Trailing Stop
A trailing stop is a dynamic stop-loss order that moves in lockstep with a rising security price by a fixed dollar amount or percentage, locking in gains while still protecting against significant reversals.
A trailing stop differs from a conventional stop-loss order in one critical way: rather than remaining fixed at a static price, it 'trails' the security's market price upward (for a long position) as that price climbs. The stop level adjusts automatically to stay a specified distance — the trailing amount — below the security's highest observed price since the order was placed. If the price subsequently falls by the trailing amount from its peak, the order is triggered and executed as a market order.
Consider an investor who buys a stock at $40 and sets a 10-percent trailing stop.
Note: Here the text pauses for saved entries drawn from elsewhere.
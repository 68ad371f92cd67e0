use std::collections::BTreeSet;
use std::fmt;

use anyhow::{Context, Result, bail};

use super::filter::AgeRange;
use crate::config::LoadOptions;
use crate::error::RankError;

// ---------------------------------------------------------------------------
// CellValue – a single cell of the raw table
// ---------------------------------------------------------------------------

/// A dynamically-typed table cell as produced by the loaders, before the
/// schema has been resolved.
#[derive(Debug, Clone, PartialEq)]
pub enum CellValue {
    String(String),
    Integer(i64),
    Float(f64),
    Bool(bool),
    Null,
}

impl fmt::Display for CellValue {
    fn fmt(&self, f: &mut fmt::Formatter<'_>) -> fmt::Result {
        match self {
            CellValue::String(s) => write!(f, "{s}"),
            CellValue::Integer(i) => write!(f, "{i}"),
            CellValue::Float(v) => write!(f, "{v}"),
            CellValue::Bool(b) => write!(f, "{b}"),
            CellValue::Null => write!(f, "<null>"),
        }
    }
}

impl CellValue {
    /// Interpret the cell as a score. Non-finite floats count as missing;
    /// booleans score 1.0 / 0.0.
    pub fn as_f64(&self) -> Option<f64> {
        match self {
            CellValue::Bool(b) => Some(if *b { 1.0 } else { 0.0 }),
            CellValue::Float(v) if v.is_finite() => Some(*v),
            CellValue::Integer(i) => Some(*i as f64),
            _ => None,
        }
    }

    /// Interpret the cell as an age: a non-negative whole number.
    pub fn as_age(&self) -> Option<u32> {
        match self {
            CellValue::Integer(i) => u32::try_from(*i).ok(),
            CellValue::Float(v) if v.fract() == 0.0 && *v >= 0.0 && *v <= u32::MAX as f64 => {
                Some(*v as u32)
            }
            _ => None,
        }
    }

    /// Null and NaN cells are treated alike: the value is missing.
    pub fn is_missing(&self) -> bool {
        match self {
            CellValue::Null => true,
            CellValue::Float(v) => v.is_nan(),
            _ => false,
        }
    }

    fn is_numeric_or_missing(&self) -> bool {
        matches!(
            self,
            CellValue::Integer(_) | CellValue::Float(_) | CellValue::Bool(_) | CellValue::Null
        )
    }
}

// ---------------------------------------------------------------------------
// RawTable – loader output
// ---------------------------------------------------------------------------

static NULL_CELL: CellValue = CellValue::Null;

/// Column type as declared by a typed file format.
#[derive(Debug, Clone, Copy, PartialEq, Eq)]
pub enum ColumnKind {
    Numeric,
    Text,
}

/// Header names plus rows of cells. Rows may be shorter than the header
/// list; absent trailing cells read as [`CellValue::Null`].
#[derive(Debug, Clone, Default)]
pub struct RawTable {
    pub headers: Vec<String>,
    pub rows: Vec<Vec<CellValue>>,
    /// One kind per header when the source format carries column types
    /// (Parquet). `None` means the kinds are inferred from the cells.
    pub declared_kinds: Option<Vec<ColumnKind>>,
}

impl RawTable {
    fn cell(&self, row: usize, col: usize) -> &CellValue {
        self.rows[row].get(col).unwrap_or(&NULL_CELL)
    }

    /// Declared kind if known, otherwise inferred from the cells. A column
    /// with no rows to inspect is text.
    fn column_kind(&self, col: usize) -> ColumnKind {
        if let Some(kind) = self.declared_kinds.as_ref().and_then(|k| k.get(col)) {
            return *kind;
        }
        if self.rows.is_empty() {
            return ColumnKind::Text;
        }
        let numeric = (0..self.rows.len()).all(|row| self.cell(row, col).is_numeric_or_missing());
        if numeric {
            ColumnKind::Numeric
        } else {
            ColumnKind::Text
        }
    }

    fn column_index(&self, name: &str) -> Result<usize> {
        self.headers
            .iter()
            .position(|h| h == name)
            .with_context(|| format!("missing required column '{name}'"))
    }
}

// ---------------------------------------------------------------------------
// AttributeSchema – ordered attribute names
// ---------------------------------------------------------------------------

/// The ordered list of attribute fields. Order is the table's column order
/// and doubles as the ranking tie-breaker.
#[derive(Debug, Clone, PartialEq)]
pub struct AttributeSchema {
    attributes: Vec<String>,
}

impl AttributeSchema {
    /// Rejects an empty attribute list.
    pub fn new(attributes: Vec<String>) -> crate::error::Result<Self> {
        if attributes.is_empty() {
            return Err(RankError::Schema(
                "dataset has no numeric attribute columns".to_string(),
            ));
        }
        Ok(Self { attributes })
    }

    pub fn names(&self) -> &[String] {
        &self.attributes
    }

    pub fn len(&self) -> usize {
        self.attributes.len()
    }

    /// Never true for a schema built with [`AttributeSchema::new`].
    pub fn is_empty(&self) -> bool {
        self.attributes.is_empty()
    }
}

// ---------------------------------------------------------------------------
// SurveyRecord – one survey response
// ---------------------------------------------------------------------------

#[derive(Debug, Clone, PartialEq)]
pub struct SurveyRecord {
    pub ethnicity: String,
    pub gender: String,
    pub age: u32,
    /// One entry per schema attribute, `None` where the respondent gave no
    /// score.
    pub scores: Vec<Option<f64>>,
}

// ---------------------------------------------------------------------------
// SurveyDataset – the complete loaded dataset
// ---------------------------------------------------------------------------

/// The loaded survey table with its schema and pre-computed value indices.
/// Read-only once built.
#[derive(Debug, Clone)]
pub struct SurveyDataset {
    pub schema: AttributeSchema,
    pub records: Vec<SurveyRecord>,
    ethnicities: BTreeSet<String>,
    genders: BTreeSet<String>,
}

impl SurveyDataset {
    /// Build a dataset from already-typed records. Every record must carry
    /// exactly one score slot per attribute.
    pub fn new(
        schema: AttributeSchema,
        records: Vec<SurveyRecord>,
    ) -> crate::error::Result<Self> {
        if let Some((i, rec)) = records
            .iter()
            .enumerate()
            .find(|(_, r)| r.scores.len() != schema.len())
        {
            return Err(RankError::Schema(format!(
                "record {i} has {} scores but the schema has {} attributes",
                rec.scores.len(),
                schema.len()
            )));
        }

        let ethnicities = records.iter().map(|r| r.ethnicity.clone()).collect();
        let genders = records.iter().map(|r| r.gender.clone()).collect();

        Ok(SurveyDataset {
            schema,
            records,
            ethnicities,
            genders,
        })
    }

    /// Resolve a raw table into a typed dataset.
    ///
    /// Attribute columns are the columns that are neither role columns nor
    /// ignored, and that are numeric: declared so by the file format, or
    /// with every cell a number, boolean or missing. Text columns are
    /// skipped.
    pub fn from_table(table: RawTable, options: &LoadOptions) -> Result<Self> {
        let eth_idx = table.column_index(&options.ethnicity_column)?;
        let gender_idx = table.column_index(&options.gender_column)?;
        let age_idx = table.column_index(&options.age_column)?;

        let mut attr_cols: Vec<(usize, String)> = Vec::new();
        for (col, name) in table.headers.iter().enumerate() {
            if options.is_reserved(name) {
                continue;
            }
            if table.column_kind(col) == ColumnKind::Numeric {
                attr_cols.push((col, name.clone()));
            } else {
                log::debug!("Skipping non-numeric column '{name}'");
            }
        }

        let schema = AttributeSchema::new(attr_cols.iter().map(|(_, n)| n.clone()).collect())?;

        let mut records = Vec::with_capacity(table.rows.len());
        for row in 0..table.rows.len() {
            let ethnicity = category(table.cell(row, eth_idx), row, &options.ethnicity_column)?;
            let gender = category(table.cell(row, gender_idx), row, &options.gender_column)?;

            let age_cell = table.cell(row, age_idx);
            let Some(age) = age_cell.as_age() else {
                bail!(
                    "Row {row}: '{}' value {age_cell} is not a non-negative integer",
                    options.age_column
                );
            };

            let scores = attr_cols
                .iter()
                .map(|(col, _)| table.cell(row, *col).as_f64())
                .collect();

            records.push(SurveyRecord {
                ethnicity,
                gender,
                age,
                scores,
            });
        }

        Ok(Self::new(schema, records)?)
    }

    /// Number of records.
    pub fn len(&self) -> usize {
        self.records.len()
    }

    /// Whether the dataset is empty.
    pub fn is_empty(&self) -> bool {
        self.records.is_empty()
    }

    /// The youngest and oldest age present, or `None` for an empty dataset.
    pub fn age_bounds(&self) -> Option<AgeRange> {
        let min = self.records.iter().map(|r| r.age).min()?;
        let max = self.records.iter().map(|r| r.age).max()?;
        Some(AgeRange { min, max })
    }

    /// Sorted distinct ethnicity values.
    pub fn ethnicities(&self) -> &BTreeSet<String> {
        &self.ethnicities
    }

    /// Sorted distinct gender values.
    pub fn genders(&self) -> &BTreeSet<String> {
        &self.genders
    }
}

fn category(cell: &CellValue, row: usize, column: &str) -> Result<String> {
    if cell.is_missing() {
        bail!("Row {row}: '{column}' is empty");
    }
    Ok(cell.to_string())
}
The initial stop is set at $36. If the stock rallies to $60, the trailing stop moves up to $54. Should the stock then decline from $60 to $54, the trailing stop triggers. Notably, the trailing stop never moves downward — it only ratchets higher as the price advances.
Trailing stops are particularly valued by momentum traders and investors who want to participate in extended uptrends without committing to a specific target exit price. The mechanism essentially automates a 'let profits run, cut losses short' discipline that is widely discussed in trading literature.
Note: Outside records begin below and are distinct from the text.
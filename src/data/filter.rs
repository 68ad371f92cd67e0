use std::fmt;

use serde::Serialize;

use super::model::{SurveyDataset, SurveyRecord};
use crate::error::{RankError, Result};

// ---------------------------------------------------------------------------
// Filter predicates: categorical selections and an inclusive age range
// ---------------------------------------------------------------------------

/// Sentinel accepted for categorical filters meaning "no restriction".
pub const ALL: &str = "All";

/// Selection for a categorical column.
///
/// Values are not checked against the dataset: selecting a value nobody
/// reported is legal and simply matches no records.
#[derive(Debug, Clone, PartialEq, Eq, Default)]
pub enum Selection {
    #[default]
    All,
    Only(String),
}

impl Selection {
    pub fn accepts(&self, value: &str) -> bool {
        match self {
            Selection::All => true,
            Selection::Only(wanted) => wanted == value,
        }
    }
}

impl From<&str> for Selection {
    fn from(value: &str) -> Self {
        if value == ALL {
            Selection::All
        } else {
            Selection::Only(value.to_string())
        }
    }
}

impl fmt::Display for Selection {
    fn fmt(&self, f: &mut fmt::Formatter<'_>) -> fmt::Result {
        match self {
            Selection::All => write!(f, "{ALL}"),
            Selection::Only(v) => write!(f, "{v}"),
        }
    }
}

/// Inclusive age bounds, `min <= max`.
#[derive(Debug, Clone, Copy, PartialEq, Eq, Serialize)]
pub struct AgeRange {
    pub min: u32,
    pub max: u32,
}

impl AgeRange {
    pub fn new(min: u32, max: u32) -> Result<Self> {
        if min > max {
            return Err(RankError::InvalidAgeRange { min, max });
        }
        Ok(AgeRange { min, max })
    }

    pub fn contains(&self, age: u32) -> bool {
        self.min <= age && age <= self.max
    }
}

impl fmt::Display for AgeRange {
    fn fmt(&self, f: &mut fmt::Formatter<'_>) -> fmt::Result {
        write!(f, "{} - {}", self.min, self.max)
    }
}

/// The full set of constraints narrowing which records are aggregated.
#[derive(Debug, Clone, PartialEq, Eq)]
pub struct FilterSpec {
    pub ethnicity: Selection,
    pub gender: Selection,
    pub age_range: AgeRange,
}

impl FilterSpec {
    /// No categorical restriction and the dataset's full age span.
    pub fn all(dataset: &SurveyDataset) -> Self {
        FilterSpec {
            ethnicity: Selection::All,
            gender: Selection::All,
            age_range: dataset.age_bounds().unwrap_or(AgeRange {
                min: 0,
                max: u32::MAX,
            }),
        }
    }

    /// A record passes when it satisfies all three predicates.
    pub fn matches(&self, record: &SurveyRecord) -> bool {
        self.ethnicity.accepts(&record.ethnicity)
            && self.gender.accepts(&record.gender)
            && self.age_range.contains(record.age)
    }
}

/// Return indices of records that pass the filter, in dataset order.
pub fn filtered_indices(dataset: &SurveyDataset, spec: &FilterSpec) -> Vec<usize> {
    dataset
        .records
        .iter()
        .enumerate()
        .filter(|(_, rec)| spec.matches(rec))
        .map(|(i, _)| i)
        .collect()
}

#[cfg(test)]
mod tests {
    use super::*;
    use crate::data::model::AttributeSchema;

    fn record(ethnicity: &str, gender: &str, age: u32) -> SurveyRecord {
        SurveyRecord {
            ethnicity: ethnicity.to_string(),
            gender: gender.to_string(),
            age,
            scores: vec![Some(1.0)],
        }
    }

    fn dataset() -> SurveyDataset {
        SurveyDataset::new(
            AttributeSchema::new(vec!["Pay".into()]).unwrap(),
            vec![
                record("X", "M", 25),
                record("Y", "F", 30),
                record("X", "F", 35),
                record("Z", "M", 50),
            ],
        )
        .unwrap()
    }

    #[test]
    fn all_sentinel_parses() {
        assert_eq!(Selection::from("All"), Selection::All);
        assert_eq!(Selection::from("all"), Selection::Only("all".into()));
        assert_eq!(Selection::from("X").to_string(), "X");
    }

    #[test]
    fn inverted_age_range_is_rejected() {
        assert_eq!(
            AgeRange::new(40, 20),
            Err(RankError::InvalidAgeRange { min: 40, max: 20 })
        );
        assert!(AgeRange::new(30, 30).is_ok());
    }

    #[test]
    fn age_bounds_are_inclusive() {
        let range = AgeRange::new(25, 35).unwrap();
        assert!(range.contains(25));
        assert!(range.contains(35));
        assert!(!range.contains(24));
        assert!(!range.contains(36));
    }

    #[test]
    fn all_filter_keeps_every_record() {
        let ds = dataset();
        let spec = FilterSpec::all(&ds);
        assert_eq!(spec.age_range, AgeRange { min: 25, max: 50 });
        assert_eq!(filtered_indices(&ds, &spec), vec![0, 1, 2, 3]);
    }

    #[test]
    fn predicates_are_conjunctive() {
        let ds = dataset();
        let spec = FilterSpec {
            ethnicity: Selection::from("X"),
            gender: Selection::from("F"),
            age_range: AgeRange::new(20, 40).unwrap(),
        };
        assert_eq!(filtered_indices(&ds, &spec), vec![2]);
    }

    #[test]
    fn unknown_value_matches_nothing() {
        let ds = dataset();
        let spec = FilterSpec {
            ethnicity: Selection::from("Nobody"),
            ..FilterSpec::all(&ds)
        };
        assert!(filtered_indices(&ds, &spec).is_empty());
    }

    #[test]
    fn every_kept_record_satisfies_the_filter() {
        let ds = dataset();
        let spec = FilterSpec {
            ethnicity: Selection::All,
            gender: Selection::from("M"),
            age_range: AgeRange::new(26, 60).unwrap(),
        };
        let kept = filtered_indices(&ds, &spec);
        assert_eq!(kept, vec![3]);
        for (i, rec) in ds.records.iter().enumerate() {
            assert_eq!(kept.contains(&i), spec.matches(rec));
        }
    }
}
Trailing stops can be specified in two ways on most U.S. brokerage platforms: (1) as a fixed dollar amount (e.g., trail by $3.00 per share) or (2) as a percentage (e.g., trail by 8 percent). Each method has trade-offs. A fixed-dollar trail can become proportionally very tight on a high-priced stock, while a percentage trail scales automatically but may be wider in absolute dollar terms for expensive securities.
Brokers handle trailing stop mechanics differently. Some execute the ratcheting calculation continuously during market hours; others update the stop only at end-of-day prices. Investors should verify their broker's specific methodology. Like all stop orders, trailing stops offer no protection against overnight gaps — if a stock opens significantly below the stop price the following morning, the execution price will reflect the opening gap, not the stop level. Understanding this gap risk is essential before relying on trailing stops as the sole risk-management mechanism for a position.